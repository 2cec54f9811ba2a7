//! cgroup v1/v2 resource reading used by the Sandbox Lifecycle (C5) to turn a
//! `CgroupParent` path into vCPU/memory limits for the hypervisor backend.
//! Grounded in the teacher's `linux.rs` `read_cpu_metrics`/`read_memory_metrics`:
//! same "try the real file, fall back to a conservative default on any error"
//! policy, generalized from a pid-derived cgroup path to a caller-supplied one.

use std::fs;
use std::path::{Path, PathBuf};

pub const DEFAULT_VCPU: u32 = 1;
pub const DEFAULT_MEMORY_BYTES: u64 = 64 * 1024 * 1024;
const MEMORY_FLOOR_BYTES: u64 = 64 * 1024 * 1024;

const CGROUP_ROOT_V1_CPU: &str = "/sys/fs/cgroup/cpu";
const CGROUP_ROOT_V1_MEMORY: &str = "/sys/fs/cgroup/memory";
const CGROUP_ROOT_V2: &str = "/sys/fs/cgroup";

fn cgroup_v2_enabled() -> bool {
    Path::new(CGROUP_ROOT_V2).join("cgroup.controllers").exists()
}

/// Reads `cpu.cfs_quota_us`/`cpu.cfs_period_us` (v1) or `cpu.max` (v2) under
/// `cgroup_parent` and returns the number of whole vCPUs implied, rounding up.
/// `BestEffort` parents, an empty path, or any read/parse failure fall back
/// to `DEFAULT_VCPU`.
pub fn read_cpu_metrics(cgroup_parent: &str) -> u32 {
    if cgroup_parent.is_empty() || cgroup_parent.contains("BestEffort") {
        return DEFAULT_VCPU;
    }

    let result = if cgroup_v2_enabled() {
        read_cpu_v2(cgroup_parent)
    } else {
        read_cpu_v1(cgroup_parent)
    };
    result.unwrap_or(DEFAULT_VCPU)
}

fn read_cpu_v1(cgroup_parent: &str) -> Option<u32> {
    let base = PathBuf::from(CGROUP_ROOT_V1_CPU).join(cgroup_parent.trim_start_matches('/'));
    let quota: i64 = fs::read_to_string(base.join("cpu.cfs_quota_us")).ok()?.trim().parse().ok()?;
    let period: i64 = fs::read_to_string(base.join("cpu.cfs_period_us")).ok()?.trim().parse().ok()?;
    if quota <= 0 || period <= 0 {
        return None;
    }
    Some(((quota as f64 / period as f64).ceil() as u32).max(1))
}

fn read_cpu_v2(cgroup_parent: &str) -> Option<u32> {
    let base = PathBuf::from(CGROUP_ROOT_V2).join(cgroup_parent.trim_start_matches('/'));
    let raw = fs::read_to_string(base.join("cpu.max")).ok()?;
    let mut parts = raw.split_whitespace();
    let quota = parts.next()?;
    let period: i64 = parts.next()?.parse().ok()?;
    if quota == "max" {
        return None;
    }
    let quota: i64 = quota.parse().ok()?;
    if quota <= 0 || period <= 0 {
        return None;
    }
    Some(((quota as f64 / period as f64).ceil() as u32).max(1))
}

/// Reads `memory.limit_in_bytes` (v1) or `memory.max` (v2), enforcing a 64 MiB
/// floor. Falls back to `DEFAULT_MEMORY_BYTES` under the same conditions as
/// `read_cpu_metrics`.
pub fn read_memory_metrics(cgroup_parent: &str) -> u64 {
    if cgroup_parent.is_empty() || cgroup_parent.contains("BestEffort") {
        return DEFAULT_MEMORY_BYTES;
    }

    let raw = if cgroup_v2_enabled() {
        let base = PathBuf::from(CGROUP_ROOT_V2).join(cgroup_parent.trim_start_matches('/'));
        fs::read_to_string(base.join("memory.max")).ok()
    } else {
        let base = PathBuf::from(CGROUP_ROOT_V1_MEMORY).join(cgroup_parent.trim_start_matches('/'));
        fs::read_to_string(base.join("memory.limit_in_bytes")).ok()
    };

    let limit = raw
        .as_deref()
        .map(str::trim)
        .and_then(|s| if s == "max" { None } else { s.parse::<u64>().ok() });

    match limit {
        Some(bytes) if bytes > 0 => bytes.max(MEMORY_FLOOR_BYTES),
        _ => DEFAULT_MEMORY_BYTES,
    }
}

#[cfg(test)]
mod tests {
    use super::*;

    #[test]
    fn empty_parent_uses_defaults() {
        assert_eq!(read_cpu_metrics(""), DEFAULT_VCPU);
        assert_eq!(read_memory_metrics(""), DEFAULT_MEMORY_BYTES);
    }

    #[test]
    fn besteffort_parent_uses_defaults() {
        assert_eq!(read_cpu_metrics("/kubepods/besteffort/BestEffort-x"), DEFAULT_VCPU);
        assert_eq!(
            read_memory_metrics("/kubepods/besteffort/BestEffort-x"),
            DEFAULT_MEMORY_BYTES
        );
    }

    #[test]
    fn unreadable_real_looking_parent_falls_back() {
        assert_eq!(read_cpu_metrics("/kubepods/does-not-exist-xyz"), DEFAULT_VCPU);
        assert_eq!(
            read_memory_metrics("/kubepods/does-not-exist-xyz"),
            DEFAULT_MEMORY_BYTES
        );
    }
}
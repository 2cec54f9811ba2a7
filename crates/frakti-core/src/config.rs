//! Configuration (C11, spec §1A, §6): `FraktiConfig` is built once from
//! parsed CLI flags and threaded explicitly through constructors, matching
//! the teacher's `RuntimeConfig::from_env()`/`new_with_config()` pattern in
//! `lib.rs` — no process-wide config global.

#[derive(Debug, Clone)]
pub struct FraktiConfig {
    /// Unix socket path the CRI server binds to.
    pub listen: String,
    /// `host:port` of the hypervisor backend's gRPC endpoint.
    pub hyper_endpoint: String,
    pub streaming_server_addr: String,
    pub streaming_server_port: u16,
    pub cni_net_dir: String,
    pub cni_plugin_dir: String,
    /// Privileged backend endpoint (unix socket URI); `None` disables it.
    pub docker_endpoint: Option<String>,
    pub enable_alternative_runtime: bool,
    pub cgroup_driver: CgroupDriver,
    pub unikernel_prefix: Option<String>,
    pub enable_unikernel: bool,
    pub verbose: bool,
}

#[derive(Debug, Clone, Copy, PartialEq, Eq, Default, serde::Serialize, serde::Deserialize)]
pub enum CgroupDriver {
    #[default]
    Cgroupfs,
    Systemd,
}

impl Default for FraktiConfig {
    fn default() -> Self {
        Self {
            listen: "/var/run/frakti.sock".to_string(),
            hyper_endpoint: "127.0.0.1:22318".to_string(),
            streaming_server_addr: "0.0.0.0".to_string(),
            streaming_server_port: 10250,
            cni_net_dir: "/etc/cni/net.d".to_string(),
            cni_plugin_dir: "/opt/cni/bin".to_string(),
            docker_endpoint: None,
            enable_alternative_runtime: false,
            cgroup_driver: CgroupDriver::Cgroupfs,
            unikernel_prefix: None,
            enable_unikernel: false,
            verbose: false,
        }
    }
}

impl FraktiConfig {
    pub fn unikernel_prefix_or_default(&self) -> &str {
        self.unikernel_prefix.as_deref().unwrap_or("unikernel/")
    }
}

#[cfg(test)]
mod tests {
    use super::*;

    #[test]
    fn default_config_disables_alternative_backends() {
        let config = FraktiConfig::default();
        assert!(!config.enable_alternative_runtime);
        assert!(!config.enable_unikernel);
        assert!(config.docker_endpoint.is_none());
    }

    #[test]
    fn unikernel_prefix_falls_back_when_unset() {
        let config = FraktiConfig::default();
        assert_eq!(config.unikernel_prefix_or_default(), "unikernel/");
    }
}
════
- [WHAT TO DO]
The whole listing above needs to be written out exactly.

- [EXERCISE ANSWER]
repository 2cec54f9811ba2a7
//! cgroup v1/v2 resource reading used by the Sandbox Lifecycle (C5) to turn a
//! `CgroupParent` path into vCPU/memory limits for the hypervisor backend.
//! Grounded in the teacher's `linux.rs` `read_cpu_metrics`/`read_memory_metrics`:
//! same "try the real file, fall back to a conservative default on any error"
//! policy, generalized from a pid-derived cgroup path to a caller-supplied one.

use std::fs;
use std::path::{Path, PathBuf};

pub const DEFAULT_VCPU: u32 = 1;
pub const DEFAULT_MEMORY_BYTES: u64 = 64 * 1024 * 1024;
const MEMORY_FLOOR_BYTES: u64 = 64 * 1024 * 1024;

const CGROUP_ROOT_V1_CPU: &str = "/sys/fs/cgroup/cpu";
const CGROUP_ROOT_V1_MEMORY: &str = "/sys/fs/cgroup/memory";
const CGROUP_ROOT_V2: &str = "/sys/fs/cgroup";

fn cgroup_v2_enabled() -> bool {
    Path::new(CGROUP_ROOT_V2).join("cgroup.controllers").exists()
}

/// Reads `cpu.cfs_quota_us`/`cpu.cfs_period_us` (v1) or `cpu.max` (v2) under
/// `cgroup_parent` and returns the number of whole vCPUs implied, rounding up.
/// `BestEffort` parents, an empty path, or any read/parse failure fall back
/// to `DEFAULT_VCPU`.
pub fn read_cpu_metrics(cgroup_parent: &str) -> u32 {
    if cgroup_parent.is_empty() || cgroup_parent.contains("BestEffort") {
        return DEFAULT_VCPU;
    }

    let result = if cgroup_v2_enabled() {
        read_cpu_v2(cgroup_parent)
    } else {
        read_cpu_v1(cgroup_parent)
    };
    result.unwrap_or(DEFAULT_VCPU)
}

fn read_cpu_v1(cgroup_parent: &str) -> Option<u32> {
    let base = PathBuf::from(CGROUP_ROOT_V1_CPU).join(cgroup_parent.trim_start_matches('/'));
    let quota: i64 = fs::read_to_string(base.join("cpu.cfs_quota_us")).ok()?.trim().parse().ok()?;
    let period: i64 = fs::read_to_string(base.join("cpu.cfs_period_us")).ok()?.trim().parse().ok()?;
    if quota <= 0 || period <= 0 {
        return None;
    }
    Some(((quota as f64 / period as f64).ceil() as u32).max(1))
}

fn read_cpu_v2(cgroup_parent: &str) -> Option<u32> {
    let base = PathBuf::from(CGROUP_ROOT_V2).join(cgroup_parent.trim_start_matches('/'));
    let raw = fs::read_to_string(base.join("cpu.max")).ok()?;
    let mut parts = raw.split_whitespace();
    let quota = parts.next()?;
    let period: i64 = parts.next()?.parse().ok()?;
    if quota == "max" {
        return None;
    }
    let quota: i64 = quota.parse().ok()?;
    if quota <= 0 || period <= 0 {
        return None;
    }
    Some(((quota as f64 / period as f64).ceil() as u32).max(1))
}

/// Reads `memory.limit_in_bytes` (v1) or `memory.max` (v2), enforcing a 64 MiB
/// floor. Falls back to `DEFAULT_MEMORY_BYTES` under the same conditions as
/// `read_cpu_metrics`.
pub fn read_memory_metrics(cgroup_parent: &str) -> u64 {
    if cgroup_parent.is_empty() || cgroup_parent.contains("BestEffort") {
        return DEFAULT_MEMORY_BYTES;
    }

    let raw = if cgroup_v2_enabled() {
        let base = PathBuf::from(CGROUP_ROOT_V2).join(cgroup_parent.trim_start_matches('/'));
        fs::read_to_string(base.join("memory.max")).ok()
    } else {
        let base = PathBuf::from(CGROUP_ROOT_V1_MEMORY).join(cgroup_parent.trim_start_matches('/'));
        fs::read_to_string(base.join("memory.limit_in_bytes")).ok()
    };

    let limit = raw
        .as_deref()
        .map(str::trim)
        .and_then(|s| if s == "max" { None } else { s.parse::<u64>().ok() });

    match limit {
        Some(bytes) if bytes > 0 => bytes.max(MEMORY_FLOOR_BYTES),
        _ => DEFAULT_MEMORY_BYTES,
    }
}

#[cfg(test)]
mod tests {
    use super::*;

    #[test]
    fn empty_parent_uses_defaults() {
        assert_eq!(read_cpu_metrics(""), DEFAULT_VCPU);
        assert_eq!(read_memory_metrics(""), DEFAULT_MEMORY_BYTES);
    }

    #[test]
    fn besteffort_parent_uses_defaults() {
        assert_eq!(read_cpu_metrics("/kubepods/besteffort/BestEffort-x"), DEFAULT_VCPU);
        assert_eq!(
            read_memory_metrics("/kubepods/besteffort/BestEffort-x"),
            DEFAULT_MEMORY_BYTES
        );
    }

    #[test]
    fn unreadable_real_looking_parent_falls_back() {
        assert_eq!(read_cpu_metrics("/kubepods/does-not-exist-xyz"), DEFAULT_VCPU);
        assert_eq!(
            read_memory_metrics("/kubepods/does-not-exist-xyz"),
            DEFAULT_MEMORY_BYTES
        );
    }
}
repository 2cec54f9811ba2a7
filename crates/frakti-core/src/config.rs
//! Configuration (C11, spec §1A, §6): `FraktiConfig` is built once from
//! parsed CLI flags and threaded explicitly through constructors, matching
//! the teacher's `RuntimeConfig::from_env()`/`new_with_config()` pattern in
//! `lib.rs` — no process-wide config global.

#[derive(Debug, Clone)]
pub struct FraktiConfig {
    /// Unix socket path the CRI server binds to.
    pub listen: String,
    /// `host:port` of the hypervisor backend's gRPC endpoint.
    pub hyper_endpoint: String,
    pub streaming_server_addr: String,
    pub streaming_server_port: u16,
    pub cni_net_dir: String,
    pub cni_plugin_dir: String,
    /// Privileged backend endpoint (unix socket URI); `None` disables it.
    pub docker_endpoint: Option<String>,
    pub enable_alternative_runtime: bool,
    pub cgroup_driver: CgroupDriver,
    pub unikernel_prefix: Option<String>,
    pub enable_unikernel: bool,
    pub verbose: bool,
}

#[derive(Debug, Clone, Copy, PartialEq, Eq, Default, serde::Serialize, serde::Deserialize)]
pub enum CgroupDriver {
    #[default]
    Cgroupfs,
    Systemd,
}

impl Default for FraktiConfig {
    fn default() -> Self {
        Self {
            listen: "/var/run/frakti.sock".to_string(),
            hyper_endpoint: "127.0.0.1:22318".to_string(),
            streaming_server_addr: "0.0.0.0".to_string(),
            streaming_server_port: 10250,
            cni_net_dir: "/etc/cni/net.d".to_string(),
            cni_plugin_dir: "/opt/cni/bin".to_string(),
            docker_endpoint: None,
            enable_alternative_runtime: false,
            cgroup_driver: CgroupDriver::Cgroupfs,
            unikernel_prefix: None,
            enable_unikernel: false,
            verbose: false,
        }
    }
}

impl FraktiConfig {
    pub fn unikernel_prefix_or_default(&self) -> &str {
        self.unikernel_prefix.as_deref().unwrap_or("unikernel/")
    }
}

#[cfg(test)]
mod tests {
    use super::*;

    #[test]
    fn default_config_disables_alternative_backends() {
        let config = FraktiConfig::default();
        assert!(!config.enable_alternative_runtime);
        assert!(!config.enable_unikernel);
        assert!(config.docker_endpoint.is_none());
    }

    #[test]
    fn unikernel_prefix_falls_back_when_unset() {
        let config = FraktiConfig::default();
        assert_eq!(config.unikernel_prefix_or_default(), "unikernel/");
    }
}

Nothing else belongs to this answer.